Online platforms are now required to report income generated by users and even influencers must report digital/non-monetary gifts, including promotional products, as income.
A recent survey from H&R Block finds an estimated 7.4 million Canadian adults are part of the gig economy. It also reveals that over one-third of gig worker don’t even report their income.
Failing to claim all income is a criminal offence that could result in fines and ultimately jail time, but following the rules can lower the amount of income that is taxed. A qualified tax professional can help. Here’s how it works.
File as a business
First, it’s important to understand that a side gig is considered a business entity for tax purposes and requires a separate filing in addition to your basic T1 personal return.
In most cases, the CRA requires a T2125 Statement of Business or Professional Activities, which includes a tally of total income generated from the business during the year and direct business expenses that qualify as deductions such as office expenses, tools and equipment, advertising, meals and travel.
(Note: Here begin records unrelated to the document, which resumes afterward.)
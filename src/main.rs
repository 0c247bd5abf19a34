//! Replica binary.
//!
//! Launched with its own id followed by the ids of every peer, it opens
//! the datagram endpoint named by its id and runs until terminated:
//!
//!   raftkv 0000 0001 0002 0003 0004
//!
//! Set `RUST_LOG=raftkv=debug` to watch protocol traffic on stderr.

use std::path::PathBuf;

use anyhow::Context;
use clap::Parser;
use tracing::info;
use tracing_subscriber::EnvFilter;

use raftkv::core::replica::Replica;
use raftkv::core::server::ReplicaServer;
use raftkv::transport::unix::UnixDatagramTransport;

#[derive(Parser, Debug)]
#[command(author, version, about, long_about = None)]
struct Cli {
    /// This replica's id.
    id: String,

    /// Ids of every other replica in the cluster.
    peers: Vec<String>,

    /// Directory holding the datagram endpoints, one per id.
    #[arg(long, default_value = ".")]
    socket_dir: PathBuf,
}

#[tokio::main]
async fn main() -> anyhow::Result<()> {
    tracing_subscriber::fmt()
        .with_env_filter(
            EnvFilter::try_from_default_env().unwrap_or_else(|_| EnvFilter::new("info")),
        )
        .with_writer(std::io::stderr)
        .init();

    let cli = Cli::parse();
    info!(id = %cli.id, peers = ?cli.peers, "replica starting");

    let transport = UnixDatagramTransport::bind(&cli.socket_dir, &cli.id, cli.peers.clone())
        .with_context(|| format!("binding datagram endpoint for {}", cli.id))?;
    let replica = Replica::new(cli.id, cli.peers);
    let (server, _shared) = ReplicaServer::new(replica, transport);

    server.run().await;
    Ok(())
}
//! The committed key→value map.
//!
//! Holds exactly the state produced by replaying committed log entries in
//! index order. Reads are served from here by the leader; nothing in the
//! store survives the process.

use std::collections::HashMap;

use crate::core::message::LogEntry;

/// In-memory key-value state derived from the committed log prefix.
#[derive(Debug, Default)]
pub struct KvStore {
    data: HashMap<String, String>,
}

impl KvStore {
    pub fn new() -> Self {
        KvStore {
            data: HashMap::new(),
        }
    }

    pub fn get(&self, key: &str) -> Option<&str> {
        self.data.get(key).map(String::as_str)
    }

    /// Apply one committed entry. Later entries for the same key simply
    /// overwrite, which is what makes replaying a prefix idempotent.
    pub fn apply(&mut self, entry: &LogEntry) {
        self.data.insert(entry.key.clone(), entry.value.clone());
    }

    pub fn len(&self) -> usize {
        self.data.len()
    }

    pub fn is_empty(&self) -> bool {
        self.data.is_empty()
    }
}

#[cfg(test)]
mod tests {
    use super::*;

    fn entry(index: usize, key: &str, value: &str) -> LogEntry {
        LogEntry {
            index,
            term: 1,
            key: key.to_string(),
            value: value.to_string(),
        }
    }

    #[test]
    fn test_apply_and_get() {
        let mut store = KvStore::new();
        store.apply(&entry(0, "foo", "bar"));
        assert_eq!(store.get("foo"), Some("bar"));
        assert_eq!(store.get("missing"), None);
    }

    #[test]
    fn test_later_entry_overwrites() {
        let mut store = KvStore::new();
        store.apply(&entry(0, "k", "1"));
        store.apply(&entry(1, "k", "2"));
        assert_eq!(store.get("k"), Some("2"));
        assert_eq!(store.len(), 1);
    }

    #[test]
    fn test_replaying_prefix_is_noop() {
        let mut store = KvStore::new();
        let entries = [entry(0, "a", "1"), entry(1, "b", "2"), entry(2, "a", "3")];
        for e in &entries {
            store.apply(e);
        }
        for e in &entries {
            store.apply(e);
        }
        assert_eq!(store.get("a"), Some("3"));
        assert_eq!(store.get("b"), Some("2"));
        assert_eq!(store.len(), 2);
    }
}
use crate::error::{Result, ScanError};
use crate::session::BrowserSession;
use std::time::Duration;
use tracing::debug;

/// How often readiness is re-checked while waiting on a page.
pub const POLL_INTERVAL: Duration = Duration::from_millis(250);

/// Condition over the rendered document that marks a page as loaded.
#[derive(Debug, Clone, PartialEq, Eq)]
pub enum Readiness {
    /// At least one element matches the CSS selector.
    ElementPresent(String),
}

impl Readiness {
    pub async fn is_satisfied(&self, session: &mut dyn BrowserSession) -> Result<bool> {
        match self {
            Readiness::ElementPresent(selector) => {
                Ok(session.find_element(selector).await?.is_some())
            }
        }
    }
}

/// Navigate to `url` and block until `readiness` holds.
///
/// Navigation and polling share one `timeout` budget. Running out of it yields
/// [`ScanError::Timeout`] so the caller can skip the page and carry on.
pub async fn load_page(
    session: &mut dyn BrowserSession,
    url: &str,
    readiness: &Readiness,
    timeout: Duration,
) -> Result<()> {
    match tokio::time::timeout(timeout, navigate_until_ready(session, url, readiness)).await {
        Ok(result) => result,
        Err(_) => Err(ScanError::Timeout {
            url: url.to_string(),
            waited: timeout,
        }),
    }
}

async fn navigate_until_ready(
    session: &mut dyn BrowserSession,
    url: &str,
    readiness: &Readiness,
) -> Result<()> {
    session.navigate(url).await?;
    loop {
        if readiness.is_satisfied(session).await? {
            return Ok(());
        }
        debug!("Waiting on {:?} for {}", readiness, url);
        tokio::time::sleep(POLL_INTERVAL).await;
    }
}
CRA provides specific industry codes that should match your primary business activity. If you have more than one distinct business, a separate T2125 must be filed for each.
While gig workers don’t receive T4 slips from employers, they might receive a T4A slip from the financial service they use. If not, they must track and report earnings and expenses.
If gig earnings exceed $30,000 over 4 consecutive calendar quarters, a GST/HST/QST registration number is required.
Gig income over $3,500 requires contributions to the Canada or Quebec Pension Plans based on total income minus expenses.
Tax perks for gig workers
Employment Insurance is optional and could include benefits such as maternity, parental sickness, family caregiver, and compassionate care.
Federal, provincial or territorial tax credits could also be available to lower your tax bill depending on your individual situation.
This year’s filing deadline for self-employed Canadians is June 15 but any balance owing must be paid by the general filing deadline of April 30 to avoid interest charges.
Monthly or quarterly payment installments can be set up with the CRA to avoid large tax bills.
Home office deductions
The CRA-approved method for calculating home office expenses permits a portion of home utilities including electricity, heat, water, insurance, property taxes, mortgage interest, and repairs and maintenance to be deducted from taxable income.
The portion is based on the square footage of the home office in relation to the total square footage of the home. If, for example, the office space is one-fifth of the home, twenty per cent of eligible household expenses can be deducted from the business income.
Vehicle deductions
In addition to home office expenses, Canadians who use their own vehicles to generate income can deduct the work-related portion of costs. Those expenses include repairs and maintenance, vehicle insurance, license fees, fuel, and lease or depreciation if you own the vehicle.
Tax experts say it is essential that people claiming vehicle expenses document their usage and expenses. You need to be able to substantiate any of the claims that you make. If your apportionment of your vehicle expenses is sixty per cent, for example, you need to be able to support that. That includes individual entries for each business trip; the date, destination, purpose, distance in kilometers and maintenance costs for the entire year.
They suggest recording the vehicle’s odometer reading at the beginning and end of each year.